No consigo encontrar el inicio, ni mucho menos la solución, pero no puedo ni quiero darme por vencido,alomejor me arrepiento de todo y termino deseando llegar al mayor final que puede elegir el ser humano, pero me hago el fuerte y resisto.

Tumbado,en mi habitación, pasaré lamentandome de todo esto el resto de mi vida.

Cuando todo empezó.

Fué un lunes de mañana, el cielo amaneció gris plomo, como mi ánimo, en sincronía con mi estado de ánimo. El no dormir me ponía activo, pero mil kilómetros me separaban de mi misión. La música sonoba como una torutra dentro del minúsculo vehículo, llovía sin parar, extraño para un lunes de verano, agradable el frescor, los pelos de punta por la tensión.

Todo es tan efímero, un reventón de rueda, una mala curva, una cabezada demasiado larga... mi destino no era mucho más alagúeño, incluso  a veces fantaseaba en no llegar, un reventón de rueda, una mala cruva, una cabezada demasiado larga...

Cada lunes por la mañana igual, mi vida inmersa una rutina gris, como el cielo gris-plomo que lo cubría todo. Todos los lunes el mismo trayecto, cada tarde la misma actividad, siempre la misma comida insipida, cada noche la misma cama solitaria.

A veces, en sueños, envidiaba ser un gato, un esbelto y silencioso gato, que dedicaba por completo su actividad a cazar pájaros del jardin, del pequeño jardín que tenía frente a casa.
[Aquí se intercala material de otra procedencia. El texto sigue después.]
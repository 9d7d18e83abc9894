// Copyright (c) 2025 Geoffrey Huntley <ghuntley@ghuntley.com>. All rights
// reserved. SPDX-License-Identifier: Proprietary

//! Google Custom Search Engine client implementation.

use std::time::Duration;

use herald_common_core::mentions_rate_limit;
use herald_common_secret::SecretString;
use reqwest::{Client, Url};
use tracing::{debug, error, instrument, trace};

use crate::error::CseError;
use crate::normalize::normalize_item;
use crate::types::{CseRequest, CseResponse, GoogleCseResponse};

const DEFAULT_BASE_URL: &str = "https://www.googleapis.com/customsearch/v1";
const REQUEST_TIMEOUT: Duration = Duration::from_secs(10);

/// Client for interacting with Google Custom Search Engine API.
#[derive(Debug, Clone)]
pub struct CseClient {
	http_client: Client,
	api_key: SecretString,
	cx: String,
	base_url: String,
}

impl CseClient {
	/// Creates a new CSE client with the given API key and search engine ID.
	pub fn new(api_key: SecretString, cx: impl Into<String>) -> Self {
		let http_client = herald_common_http::builder()
			.timeout(REQUEST_TIMEOUT)
			.build()
			.expect("Failed to create HTTP client");

		Self {
			http_client,
			api_key,
			cx: cx.into(),
			base_url: DEFAULT_BASE_URL.to_string(),
		}
	}

	/// Sets a custom base URL for the API (useful for testing).
	pub fn with_base_url(mut self, base_url: impl Into<String>) -> Self {
		self.base_url = base_url.into();
		self
	}

	/// Performs a search and normalizes the items into articles.
	#[instrument(skip(self, request), fields(query = %request.query, start = request.start))]
	pub async fn search(&self, request: &CseRequest) -> Result<CseResponse, CseError> {
		let mut url = Url::parse(&self.base_url)
			.map_err(|e| CseError::InvalidResponse(format!("Invalid base URL: {e}")))?;

		{
			let mut pairs = url.query_pairs_mut();
			pairs
				.append_pair("key", self.api_key.expose())
				.append_pair("cx", &self.cx)
				.append_pair("q", &request.query)
				.append_pair("num", &request.num.to_string())
				.append_pair("start", &request.start.to_string());
			if let Some(sort) = request.sort_restriction() {
				pairs.append_pair("sort", &sort);
			}
		}

		debug!(url = %self.base_url, "Sending search request to Google CSE");
		trace!(sort = ?request.sort_restriction(), num = request.num, "Search parameters");

		let response = self.http_client.get(url).send().await.map_err(|e| {
			if e.is_timeout() {
				error!("Request timed out");
				return CseError::Timeout;
			}
			let e = e.without_url();
			error!(error = %e, "Network error during CSE request");
			CseError::Network(e)
		})?;

		let status = response.status();
		debug!(status = %status, "Received response from Google CSE");

		if !status.is_success() {
			let status_code = status.as_u16();
			let body = response.text().await.unwrap_or_default();

			if status_code == 429 {
				error!(status = status_code, "Rate limit exceeded");
				return Err(CseError::RateLimited);
			}

			if status_code == 401 || status_code == 403 {
				if mentions_rate_limit(&body) {
					error!(status = status_code, "Rate limit exceeded");
					return Err(CseError::RateLimited);
				}
				error!(status = status_code, "Unauthorized request");
				return Err(CseError::Unauthorized);
			}

			error!(status = status_code, body = %body, "Google API error");
			return Err(CseError::ApiError {
				status: status_code,
				message: body,
			});
		}

		let body = response.text().await.map_err(|e| {
			let e = e.without_url();
			error!(error = %e, "Failed to read response body");
			CseError::Network(e)
		})?;

		trace!(body = %body, "Response body");

		let google_response: GoogleCseResponse = serde_json::from_str(&body).map_err(|e| {
			error!(error = %e, "Failed to parse Google CSE response");
			CseError::InvalidResponse(format!("JSON parse error: {e}"))
		})?;

		if let Some(error) = google_response.error {
			error!(code = error.code, message = %error.message, "Google API returned error");
			if error.code == 429 || mentions_rate_limit(&error.message) {
				return Err(CseError::RateLimited);
			}
			return Err(CseError::ApiError {
				status: error.code,
				message: error.message,
			});
		}

		let offset = request.offset();
		let articles: Vec<_> = google_response
			.items
			.unwrap_or_default()
			.into_iter()
			.enumerate()
			.map(|(index, item)| normalize_item(item, offset + index))
			.collect();

		let (total_results, search_time) = google_response
			.search_information
			.map(|info| {
				(
					info.total_results
						.and_then(|t| t.parse::<u64>().ok())
						.unwrap_or(0),
					info.search_time.unwrap_or(0.0),
				)
			})
			.unwrap_or((0, 0.0));

		let next_start = google_response
			.queries
			.and_then(|q| q.next_page)
			.and_then(|pages| pages.into_iter().next())
			.and_then(|page| page.start_index);

		debug!(
			result_count = articles.len(),
			total_results,
			"Search completed successfully"
		);

		Ok(CseResponse {
			query: request.query.clone(),
			articles,
			total_results,
			search_time,
			next_start,
		})
	}
}

#[cfg(test)]
mod tests {
	use super::*;
	use chrono::NaiveDate;
	use serde_json::json;
	use wiremock::matchers::{method, query_param};
	use wiremock::{Mock, MockServer, ResponseTemplate};

	fn client_for(server: &MockServer) -> CseClient {
		CseClient::new(SecretString::new("test-key".to_string()), "test-cx").with_base_url(server.uri())
	}

	#[test]
	fn test_client_creation() {
		let client = CseClient::new(SecretString::new("test-api-key".to_string()), "test-cx");
		assert_eq!(client.api_key.expose(), "test-api-key");
		assert_eq!(client.cx, "test-cx");
		assert_eq!(client.base_url, DEFAULT_BASE_URL);
	}

	#[test]
	fn test_with_base_url() {
		let client = CseClient::new(SecretString::new("key".to_string()), "cx")
			.with_base_url("https://custom.api.com");
		assert_eq!(client.base_url, "https://custom.api.com");
	}

	#[tokio::test]
	async fn sends_paging_and_date_restriction() {
		let server = MockServer::start().await;
		Mock::given(method("GET"))
			.and(query_param("key", "test-key"))
			.and(query_param("cx", "test-cx"))
			.and(query_param("q", "climate policy"))
			.and(query_param("start", "11"))
			.and(query_param("sort", "date:r:20250101:20250131"))
			.respond_with(ResponseTemplate::new(200).set_body_json(json!({
				"searchInformation": { "totalResults": "1234", "searchTime": 0.31 },
				"queries": { "nextPage": [{ "startIndex": 21 }] },
				"items": [
					{
						"title": "Council adopts climate plan",
						"link": "https://www.example.org/plan",
						"snippet": "Jan 12, 2025 ... The council adopted",
						"displayLink": "www.example.org"
					}
				]
			})))
			.expect(1)
			.mount(&server)
			.await;

		let request = CseRequest::new("climate policy", 10)
			.with_start(11)
			.with_date_range(
				NaiveDate::from_ymd_opt(2025, 1, 1),
				NaiveDate::from_ymd_opt(2025, 1, 31),
			);
		let response = client_for(&server).search(&request).await.unwrap();

		assert_eq!(response.total_results, 1234);
		assert_eq!(response.next_start, Some(21));
		assert_eq!(response.articles.len(), 1);
		let article = &response.articles[0];
		assert_eq!(article.publisher, "example.org");
		assert_eq!(article.relevance_score, 68);
		assert_eq!(article.published_date.as_deref(), Some("Jan 12, 2025"));
	}

	#[tokio::test]
	async fn no_items_is_an_empty_page() {
		let server = MockServer::start().await;
		Mock::given(method("GET"))
			.respond_with(ResponseTemplate::new(200).set_body_json(json!({
				"searchInformation": { "totalResults": "0", "searchTime": 0.1 }
			})))
			.mount(&server)
			.await;

		let response = client_for(&server)
			.search(&CseRequest::new("nothing", 10))
			.await
			.unwrap();
		assert!(response.articles.is_empty());
		assert_eq!(response.next_start, None);
	}

	#[tokio::test]
	async fn daily_quota_is_rate_limited() {
		let server = MockServer::start().await;
		Mock::given(method("GET"))
			.respond_with(ResponseTemplate::new(429).set_body_json(json!({
				"error": { "code": 429, "message": "Quota exceeded for quota metric 'Queries'" }
			})))
			.mount(&server)
			.await;

		let err = client_for(&server)
			.search(&CseRequest::new("q", 10))
			.await
			.unwrap_err();
		assert!(err.is_rate_limited());
	}

	#[tokio::test]
	async fn forbidden_without_quota_wording_is_unauthorized() {
		let server = MockServer::start().await;
		Mock::given(method("GET"))
			.respond_with(ResponseTemplate::new(403).set_body_string("API key not valid"))
			.mount(&server)
			.await;

		let err = client_for(&server)
			.search(&CseRequest::new("q", 10))
			.await
			.unwrap_err();
		assert!(matches!(err, CseError::Unauthorized));
	}

	#[tokio::test]
	async fn server_error_is_api_error() {
		let server = MockServer::start().await;
		Mock::given(method("GET"))
			.respond_with(ResponseTemplate::new(500).set_body_string("backend down"))
			.mount(&server)
			.await;

		let err = client_for(&server)
			.search(&CseRequest::new("q", 10))
			.await
			.unwrap_err();
		assert!(matches!(err, CseError::ApiError { status: 500, .. }));
	}
}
Ver los cadáveres descurtizados, restos de plumas, esqueletos de aves pulidos por las laboriosas hormigas...

Que vana y artificial me parecía mi vida, que sin sentído el no cazar.

El blog

[Tenía que explicarle que biblioteca virtual y digital no son sinónimos, tenía que hacerlo...]

No me dejaba escribir un post anónimo, y tuve que crear un blog para poder escribir en otro.